Each line below should be repeated exactly as it stands.

[Data provided — start]

#[cfg(test)]
mod tests {
    use super::*;
    use crate::seed;
    use proptest::prelude::*;

    fn registry() -> MachineRegistry {
        MachineRegistry::with_machines(seed::machines())
    }

    #[test]
    fn test_toggle_twice_restores_machine() {
        let mut registry = registry();
        let original = registry.get("1").unwrap().clone();
        assert_eq!(original.status, MachineStatus::Online);

        assert_eq!(registry.toggle_status("1"), Some(MachineStatus::Offline));
        assert_eq!(registry.toggle_status("1"), Some(MachineStatus::Online));
        assert_eq!(registry.get("1").unwrap(), &original);
    }

    #[test]
    fn test_toggle_from_maintenance_goes_online() {
        let mut registry = registry();
        assert_eq!(registry.get("4").unwrap().status, MachineStatus::Maintenance);
        assert_eq!(registry.toggle_status("4"), Some(MachineStatus::Online));
    }

    #[test]
    fn test_toggle_unknown_machine() {
        let mut registry = registry();
        assert_eq!(registry.toggle_status("99"), None);
    }

    #[test]
    fn test_schedule_maintenance_keeps_health() {
        let mut registry = registry();
        assert!(registry.schedule_maintenance("3"));
        let machine = registry.get("3").unwrap();
        assert_eq!(machine.status, MachineStatus::Maintenance);
        assert_eq!(machine.health_status, HealthStatus::Critical);
        assert!(!registry.schedule_maintenance("99"));
    }

    #[test]
    fn test_analyze_performance() {
        let registry = registry();
        let report = registry.analyze_performance("2").unwrap();
        assert_eq!(report.efficiency, 94);
        assert_eq!(report.message, "Analyzing Belt Conveyor B2... Efficiency: 94%");

        let err = registry.analyze_performance("99").unwrap_err();
        assert!(err.is_not_found());
    }

    #[test]
    fn test_search_and_filters() {
        let registry = registry();
        let filters = MachineFilters::default();

        assert_eq!(registry.visible("", &filters).len(), 8);
        assert_eq!(registry.visible("LOADER", &filters), registry.visible("loader", &filters));
        assert_eq!(registry.visible("sector a", &filters).len(), 2);

        let filters = MachineFilters {
            status: Some(MachineStatus::Online),
            location: Some("Sector B".to_string()),
            ..MachineFilters::default()
        };
        let visible = registry.visible("", &filters);
        let ids: Vec<&str> = visible.iter().map(|m| m.id.as_str()).collect();
        assert_eq!(ids, vec!["2", "6"]);
    }

    #[test]
    fn test_filter_by_type_with_multiword_label() {
        let registry = registry();
        let filters = MachineFilters {
            machine_type: Some(MachineType::HaulTruck),
            ..MachineFilters::default()
        };
        let visible = registry.visible("", &filters);
        assert_eq!(visible.len(), 1);
        assert_eq!(visible[0].name, "Haul Truck H1");
    }

    #[test]
    fn test_reset_filters() {
        let mut filters = MachineFilters {
            health_status: Some(HealthStatus::Critical),
            ..MachineFilters::default()
        };
        filters.reset();
        assert_eq!(filters, MachineFilters::default());
        assert_eq!(filters.to_field_filters().active_count(), 0);
    }

    #[test]
    fn test_summary() {
        let summary = registry().summary();
        assert_eq!(summary.total, 8);
        assert_eq!(summary.online, 5);
        assert_eq!(summary.critical, 1);
        // (87 + 94 + 45 + 72 + 82 + 91 + 78 + 85) / 8 = 79.25
        assert_eq!(summary.average_efficiency, 79);
        assert_eq!(summary.operational_percent, 63);
    }

    #[test]
    fn test_summary_empty_fleet() {
        let summary = MachineRegistry::with_machines(Vec::new()).summary();
        assert_eq!(summary.total, 0);
        assert_eq!(summary.average_efficiency, 0);
        assert_eq!(summary.operational_percent, 0);
    }

    #[test]
    fn test_distinct_locations() {
        let registry = registry();
        assert_eq!(
            registry.distinct_locations(),
            vec!["Sector A", "Sector B", "Sector C", "Sector D"]
        );
    }

    #[test]
    fn test_patch_update() {
        let mut registry = registry();
        let patch = MachinePatch {
            operating_hours: Some(3000),
            efficiency: Some(120),
            ..MachinePatch::default()
        };
        assert!(registry.update("1", patch.clone()));
        let machine = registry.get("1").unwrap();
        assert_eq!(machine.operating_hours, 3000);
        assert_eq!(machine.efficiency, 100);
        assert!(!registry.update("99", patch));
    }

    #[test]
    fn test_machine_json_shape() {
        let machine = registry().get("2").unwrap().clone();
        let json = serde_json::to_value(&machine).unwrap();
        assert_eq!(json["type"], "Belt Conveyor");
        assert_eq!(json["healthStatus"], "excellent");
        assert_eq!(json["lastMaintenance"], "2024-07-01");
    }

    #[test]
    fn test_parse_filter_values() {
        assert_eq!("haul truck".parse::<MachineType>().unwrap(), MachineType::HaulTruck);
        assert_eq!("Online".parse::<MachineStatus>().unwrap(), MachineStatus::Online);
        assert_eq!("critical".parse::<HealthStatus>().unwrap(), HealthStatus::Critical);
        assert!("rover".parse::<MachineType>().is_err());
    }

    fn arb_status() -> impl Strategy<Value = MachineStatus> {
        prop::sample::select(vec![
            MachineStatus::Online,
            MachineStatus::Offline,
            MachineStatus::Maintenance,
        ])
    }

    /// Seeded fleet with every status replaced by a generated one
    fn arb_fleet() -> impl Strategy<Value = Vec<Machine>> {
        let size = seed::machines().len();
        prop::collection::vec(arb_status(), size).prop_map(|statuses| {
            seed::machines()
                .into_iter()
                .zip(statuses)
                .map(|(mut machine, status)| {
                    machine.status = status;
                    machine
                })
                .collect()
        })
    }

    proptest! {
        #[test]
        fn toggling_twice_restores_online_and_offline_machines(
            fleet in arb_fleet(),
            index in 0usize..8,
        ) {
            let mut registry = MachineRegistry::with_machines(fleet.clone());
            let id = fleet[index].id.clone();

            registry.toggle_status(&id);
            let second = registry.toggle_status(&id);

            if fleet[index].status == MachineStatus::Maintenance {
                prop_assert_eq!(second, Some(MachineStatus::Offline));
            } else {
                prop_assert_eq!(registry.all(), fleet.as_slice());
            }

            // Other machines never change
            for (after, before) in registry.all().iter().zip(&fleet) {
                if after.id != id {
                    prop_assert_eq!(after, before);
                }
            }
        }

        #[test]
        fn toggle_only_changes_status(fleet in arb_fleet(), index in 0usize..8) {
            let mut registry = MachineRegistry::with_machines(fleet.clone());
            let id = fleet[index].id.clone();

            let status = registry.toggle_status(&id);
            prop_assert_eq!(status, Some(fleet[index].status.toggled()));

            let mut expected = fleet[index].clone();
            expected.status = fleet[index].status.toggled();
            prop_assert_eq!(registry.get(&id), Some(&expected));
        }
    }
}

[Data provided — finish]

Output of the exercise:
#[cfg(test)]
mod tests {
    use super::*;
    use crate::seed;
    use proptest::prelude::*;

    fn registry() -> MachineRegistry {
        MachineRegistry::with_machines(seed::machines())
    }

    #[test]
    fn test_toggle_twice_restores_machine() {
        let mut registry = registry();
        let original = registry.get("1").unwrap().clone();
        assert_eq!(original.status, MachineStatus::Online);

        assert_eq!(registry.toggle_status("1"), Some(MachineStatus::Offline));
        assert_eq!(registry.toggle_status("1"), Some(MachineStatus::Online));
        assert_eq!(registry.get("1").unwrap(), &original);
    }

    #[test]
    fn test_toggle_from_maintenance_goes_online() {
        let mut registry = registry();
        assert_eq!(registry.get("4").unwrap().status, MachineStatus::Maintenance);
        assert_eq!(registry.toggle_status("4"), Some(MachineStatus::Online));
    }

    #[test]
    fn test_toggle_unknown_machine() {
        let mut registry = registry();
        assert_eq!(registry.toggle_status("99"), None);
    }

    #[test]
    fn test_schedule_maintenance_keeps_health() {
        let mut registry = registry();
        assert!(registry.schedule_maintenance("3"));
        let machine = registry.get("3").unwrap();
        assert_eq!(machine.status, MachineStatus::Maintenance);
        assert_eq!(machine.health_status, HealthStatus::Critical);
        assert!(!registry.schedule_maintenance("99"));
    }

    #[test]
    fn test_analyze_performance() {
        let registry = registry();
        let report = registry.analyze_performance("2").unwrap();
        assert_eq!(report.efficiency, 94);
        assert_eq!(report.message, "Analyzing Belt Conveyor B2... Efficiency: 94%");

        let err = registry.analyze_performance("99").unwrap_err();
        assert!(err.is_not_found());
    }

    #[test]
    fn test_search_and_filters() {
        let registry = registry();
        let filters = MachineFilters::default();

        assert_eq!(registry.visible("", &filters).len(), 8);
        assert_eq!(registry.visible("LOADER", &filters), registry.visible("loader", &filters));
        assert_eq!(registry.visible("sector a", &filters).len(), 2);

        let filters = MachineFilters {
            status: Some(MachineStatus::Online),
            location: Some("Sector B".to_string()),
            ..MachineFilters::default()
        };
        let visible = registry.visible("", &filters);
        let ids: Vec<&str> = visible.iter().map(|m| m.id.as_str()).collect();
        assert_eq!(ids, vec!["2", "6"]);
    }

    #[test]
    fn test_filter_by_type_with_multiword_label() {
        let registry = registry();
        let filters = MachineFilters {
            machine_type: Some(MachineType::HaulTruck),
            ..MachineFilters::default()
        };
        let visible = registry.visible("", &filters);
        assert_eq!(visible.len(), 1);
        assert_eq!(visible[0].name, "Haul Truck H1");
    }

    #[test]
    fn test_reset_filters() {
        let mut filters = MachineFilters {
            health_status: Some(HealthStatus::Critical),
            ..MachineFilters::default()
        };
        filters.reset();
        assert_eq!(filters, MachineFilters::default());
        assert_eq!(filters.to_field_filters().active_count(), 0);
    }

    #[test]
    fn test_summary() {
        let summary = registry().summary();
        assert_eq!(summary.total, 8);
        assert_eq!(summary.online, 5);
        assert_eq!(summary.critical, 1);
        // (87 + 94 + 45 + 72 + 82 + 91 + 78 + 85) / 8 = 79.25
        assert_eq!(summary.average_efficiency, 79);
        assert_eq!(summary.operational_percent, 63);
    }

    #[test]
    fn test_summary_empty_fleet() {
        let summary = MachineRegistry::with_machines(Vec::new()).summary();
        assert_eq!(summary.total, 0);
        assert_eq!(summary.average_efficiency, 0);
        assert_eq!(summary.operational_percent, 0);
    }

    #[test]
    fn test_distinct_locations() {
        let registry = registry();
        assert_eq!(
            registry.distinct_locations(),
            vec!["Sector A", "Sector B", "Sector C", "Sector D"]
        );
    }

    #[test]
    fn test_patch_update() {
        let mut registry = registry();
        let patch = MachinePatch {
            operating_hours: Some(3000),
            efficiency: Some(120),
            ..MachinePatch::default()
        };
        assert!(registry.update("1", patch.clone()));
        let machine = registry.get("1").unwrap();
        assert_eq!(machine.operating_hours, 3000);
        assert_eq!(machine.efficiency, 100);
        assert!(!registry.update("99", patch));
    }

    #[test]
    fn test_machine_json_shape() {
        let machine = registry().get("2").unwrap().clone();
        let json = serde_json::to_value(&machine).unwrap();
        assert_eq!(json["type"], "Belt Conveyor");
        assert_eq!(json["healthStatus"], "excellent");
        assert_eq!(json["lastMaintenance"], "2024-07-01");
    }

    #[test]
    fn test_parse_filter_values() {
        assert_eq!("haul truck".parse::<MachineType>().unwrap(), MachineType::HaulTruck);
        assert_eq!("Online".parse::<MachineStatus>().unwrap(), MachineStatus::Online);
        assert_eq!("critical".parse::<HealthStatus>().unwrap(), HealthStatus::Critical);
        assert!("rover".parse::<MachineType>().is_err());
    }

    fn arb_status() -> impl Strategy<Value = MachineStatus> {
        prop::sample::select(vec![
            MachineStatus::Online,
            MachineStatus::Offline,
            MachineStatus::Maintenance,
        ])
    }

    /// Seeded fleet with every status replaced by a generated one
    fn arb_fleet() -> impl Strategy<Value = Vec<Machine>> {
        let size = seed::machines().len();
        prop::collection::vec(arb_status(), size).prop_map(|statuses| {
            seed::machines()
                .into_iter()
                .zip(statuses)
                .map(|(mut machine, status)| {
                    machine.status = status;
                    machine
                })
                .collect()
        })
    }

    proptest! {
        #[test]
        fn toggling_twice_restores_online_and_offline_machines(
            fleet in arb_fleet(),
            index in 0usize..8,
        ) {
            let mut registry = MachineRegistry::with_machines(fleet.clone());
            let id = fleet[index].id.clone();

            registry.toggle_status(&id);
            let second = registry.toggle_status(&id);

            if fleet[index].status == MachineStatus::Maintenance {
                prop_assert_eq!(second, Some(MachineStatus::Offline));
            } else {
                prop_assert_eq!(registry.all(), fleet.as_slice());
            }

            // Other machines never change
            for (after, before) in registry.all().iter().zip(&fleet) {
                if after.id != id {
                    prop_assert_eq!(after, before);
                }
            }
        }

        #[test]
        fn toggle_only_changes_status(fleet in arb_fleet(), index in 0usize..8) {
            let mut registry = MachineRegistry::with_machines(fleet.clone());
            let id = fleet[index].id.clone();

            let status = registry.toggle_status(&id);
            prop_assert_eq!(status, Some(fleet[index].status.toggled()));

            let mut expected = fleet[index].clone();
            expected.status = fleet[index].status.toggled();
            prop_assert_eq!(registry.get(&id), Some(&expected));
        }
    }
}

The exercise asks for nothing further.